In the lead-up to the unveiling of our definitive Top 50 Movies of 2013 list, we’ve asked some friends of Paste to tell us their favorites of the year. Tune in for a different list each day. Today’s contributor is actor Beth Grant, who has portrayed memorable characters in three Best Picture Oscar winners — Rain Man, No Country for Old Men, and Rango — as well as this year’s As I Lay Dying (pictured).
It was a perfect film — the most accurate, loving, funny, personal story of a marriage I have seen. I left the theatre thrilled and inspired.
Julia Louis Dreyfus was the perfect person to take us on the joyful, painful, journey of this flawed but oh so loveable woman. When she and her ex-husband (always spot on Toby Huss) watch their daughter riding up the escalator, leaving for college, I burst into tears. I’ve long had a crush on James Gandolfini and am so grateful we have this beautiful portrait of a real man to remember him always.

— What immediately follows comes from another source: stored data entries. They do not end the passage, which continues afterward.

use serde::Serialize;

use crate::runtime::value::WidgetKey;

#[derive(Debug, Clone, Copy, PartialEq, Eq, Default, Serialize)]
#[serde(rename_all = "lowercase")]
pub enum PageLayout {
    #[default]
    Centered,
    Wide,
}

/// Layout container opened by `RenderEvent::BlockStart`.
#[derive(Debug, Clone, PartialEq, Eq, Serialize)]
#[serde(rename_all = "snake_case")]
pub enum Block {
    Sidebar,
    Columns { weights: Vec<u32> },
    Column { index: usize },
}

/// One display instruction produced during an execution pass.
#[derive(Debug, Clone, PartialEq, Eq, Serialize)]
#[serde(tag = "type", content = "value", rename_all = "snake_case")]
pub enum RenderEvent {
    PageConfig {
        title: String,
        icon: Option<String>,
        layout: PageLayout,
    },
    Style(String),
    Title(String),
    Header(String),
    Subheader(String),
    Caption(String),
    Text(String),
    Markdown {
        body: String,
        allow_html: bool,
    },
    Info(String),
    Divider,
    TextInput {
        key: WidgetKey,
        label: String,
        value: String,
    },
    TextArea {
        key: WidgetKey,
        label: String,
        value: String,
    },
    Button {
        key: WidgetKey,
        label: String,
    },
    Checkbox {
        key: WidgetKey,
        label: String,
        checked: bool,
    },
    Radio {
        key: WidgetKey,
        label: String,
        options: Vec<String>,
        selected: usize,
    },
    BlockStart(Block),
    BlockEnd,
}

/// Output of one complete run of a script.
#[derive(Debug, Clone, PartialEq, Eq, Serialize)]
pub struct Pass {
    pub number: u64,
    pub script: String,
    pub events: Vec<RenderEvent>,
}

impl Pass {
    pub fn page_title(&self) -> Option<&str> {
        self.events.iter().find_map(|ev| match ev {
            RenderEvent::PageConfig { title, .. } => Some(title.as_str()),
            _ => None,
        })
    }

    pub fn text_value(&self, key: &str) -> Option<&str> {
        self.events.iter().find_map(|ev| match ev {
            RenderEvent::TextInput { key: k, value, .. } | RenderEvent::TextArea { key: k, value, .. }
                if k.as_str() == key =>
            {
                Some(value.as_str())
            }
            _ => None,
        })
    }

    /// Whether any plain display element (title, text, info, markdown...) contains `needle`.
    pub fn displays(&self, needle: &str) -> bool {
        self.events.iter().any(|ev| match ev {
            RenderEvent::Title(s)
            | RenderEvent::Header(s)
            | RenderEvent::Subheader(s)
            | RenderEvent::Caption(s)
            | RenderEvent::Text(s)
            | RenderEvent::Info(s) => s.contains(needle),
            RenderEvent::Markdown { body, .. } => body.contains(needle),
            _ => false,
        })
    }
}
use std::fs;
use std::path::{Path, PathBuf};
use std::time::Duration;

use serde::Deserialize;

use crate::error::PlaypageError;
use crate::renderer::RenderMode;
use crate::server::SessionLimits;

pub const DEFAULT_CONFIG_FILE: &str = "playpage.toml";
pub const DEFAULT_HOST: &str = "127.0.0.1";
pub const DEFAULT_PORT: u16 = 8501;
pub const DEFAULT_SCRIPT: &str = "hello";
pub const DEFAULT_OUTPUT: &str = "build";
pub const DEFAULT_SESSION_IDLE_SECS: u64 = 30 * 60;
pub const DEFAULT_MAX_SESSIONS: usize = 256;

#[derive(Debug, Deserialize, Default)]
struct ConfigToml {
    serve: Option<ServeSection>,
    build: Option<BuildSection>,
}

#[derive(Debug, Deserialize)]
struct ServeSection {
    host: Option<String>,
    port: Option<u16>,
    script: Option<String>,
    session_idle_secs: Option<u64>,
    max_sessions: Option<usize>,
}

#[derive(Debug, Deserialize)]
struct BuildSection {
    script: Option<String>,
    mode: Option<RenderMode>,
    output: Option<String>,
}

#[derive(Debug, Clone, PartialEq, Eq)]
pub struct ServeOptions {
    pub host: String,
    pub port: u16,
    pub script: String,
    pub session_idle_secs: u64,
    pub max_sessions: usize,
}

impl Default for ServeOptions {
    fn default() -> Self {
        Self {
            host: DEFAULT_HOST.into(),
            port: DEFAULT_PORT,
            script: DEFAULT_SCRIPT.into(),
            session_idle_secs: DEFAULT_SESSION_IDLE_SECS,
            max_sessions: DEFAULT_MAX_SESSIONS,
        }
    }
}

impl ServeOptions {
    fn from_section(section: Option<ServeSection>) -> Self {
        let mut opts = ServeOptions::default();
        if let Some(section) = section {
            if let Some(host) = section.host {
                opts.host = host;
            }
            if let Some(port) = section.port {
                opts.port = port;
            }
            if let Some(script) = section.script {
                opts.script = script;
            }
            if let Some(secs) = section.session_idle_secs {
                opts.session_idle_secs = secs;
            }
            if let Some(max) = section.max_sessions {
                opts.max_sessions = max;
            }
        }
        opts
    }

    pub fn addr(&self) -> String {
        format!("{}:{}", self.host, self.port)
    }

    pub fn session_limits(&self) -> SessionLimits {
        SessionLimits {
            idle: Duration::from_secs(self.session_idle_secs),
            max: self.max_sessions,
        }
    }
}

#[derive(Debug, Clone, PartialEq, Eq)]
pub struct BuildOptions {
    pub script: String,
    pub mode: RenderMode,
    pub output_dir: PathBuf,
}

impl Default for BuildOptions {
    fn default() -> Self {
        Self {
            script: DEFAULT_SCRIPT.into(),
            mode: RenderMode::Html,
            output_dir: PathBuf::from(DEFAULT_OUTPUT),
        }
    }
}

impl BuildOptions {
    fn from_section(section: Option<BuildSection>) -> Self {
        let mut opts = BuildOptions::default();
        if let Some(section) = section {
            if let Some(script) = section.script {
                opts.script = script;
            }
            if let Some(mode) = section.mode {
                opts.mode = mode;
            }
            if let Some(output) = section.output {
                opts.output_dir = PathBuf::from(output);
            }
        }
        opts
    }
}

#[derive(Debug, Clone, Default, PartialEq, Eq)]
pub struct PlaypageConfig {
    pub serve: ServeOptions,
    pub build: BuildOptions,
}

impl PlaypageConfig {
    pub fn parse(content: &str) -> Result<Self, PlaypageError> {
        let parsed: ConfigToml = toml::from_str(content).map_err(|e| PlaypageError::Config(e.to_string()))?;
        Ok(Self {
            serve: ServeOptions::from_section(parsed.serve),
            build: BuildOptions::from_section(parsed.build),
        })
    }

    /// Loads `path`, or `playpage.toml` in the working directory. A missing
    /// default file means defaults; a missing explicit file is an error.
    pub fn load(path: Option<&Path>) -> Result<Self, PlaypageError> {
        let (path, explicit) = match path {
            Some(p) => (p.to_path_buf(), true),
            None => (PathBuf::from(DEFAULT_CONFIG_FILE), false),
        };
        if !path.exists() {
            if explicit {
                return Err(PlaypageError::Config(format!("config file {} not found", path.display())));
            }
            return Ok(Self::default());
        }
        let content = fs::read_to_string(&path).map_err(|source| PlaypageError::Io {
            operation: "reading config",
            path: path.clone(),
            source,
        })?;
        log::debug!("loaded config from {}", path.display());
        Self::parse(&content)
    }
}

Sandra Bullock’s journey as an actor and as a human being is evident in this beautiful film. Her simplicity and belief in the circumstances, her use of her imagination, allowed us to have this extraordinary experience in outer space through her eyes, without telling us how to feel. Her performance is both a dance and a dramatic tour de force. I have to mention that last shot of her as the strongest woman on earth. She is the hero we all wish we could be.
What a tricky role for Oscar Isaac, being asked to carry a picture yet playing a guy who is talented but not a star. The Coens have done it again, daring to have a hero who really isn’t one. It was exquisitely painful to watch as I kept hoping Llewyn would breakthrough. But that wouldn’t be the truth of MacDougal and Bleecker Streets and it certainly wouldn’t be our beloved geniuses, the Coen Brothers.
Every actor I know, none more than me, would give our eye teeth to have David O. Russell yell lines at us while the camera rolls. How he can get these wildly intimate performances and still sculpt a dramatic, suspenseful story is nothing but divine. God I love close-ups.
Octavia Spencer’s lively personality completely disappeared into her character in this film. Michael B. Jordan is terrific and this “day in the life” tragic story was told simply, without blame.
It was a hellish film for me as the mother of a daughter, but gotta say James Franco tore it up, creating a character that scared the beejezus out of me but whose charm and innate sweetness made him the ultimate bad boy. A bold, dynamic, unforgettable performance.
Even though this is a dramatized story, it is true to my experience of the era and people I knew. Examining how far we’ve come and how we got here is an important part of our journey. Every performance is excellent. I’m grateful to Lee Daniels for making this film.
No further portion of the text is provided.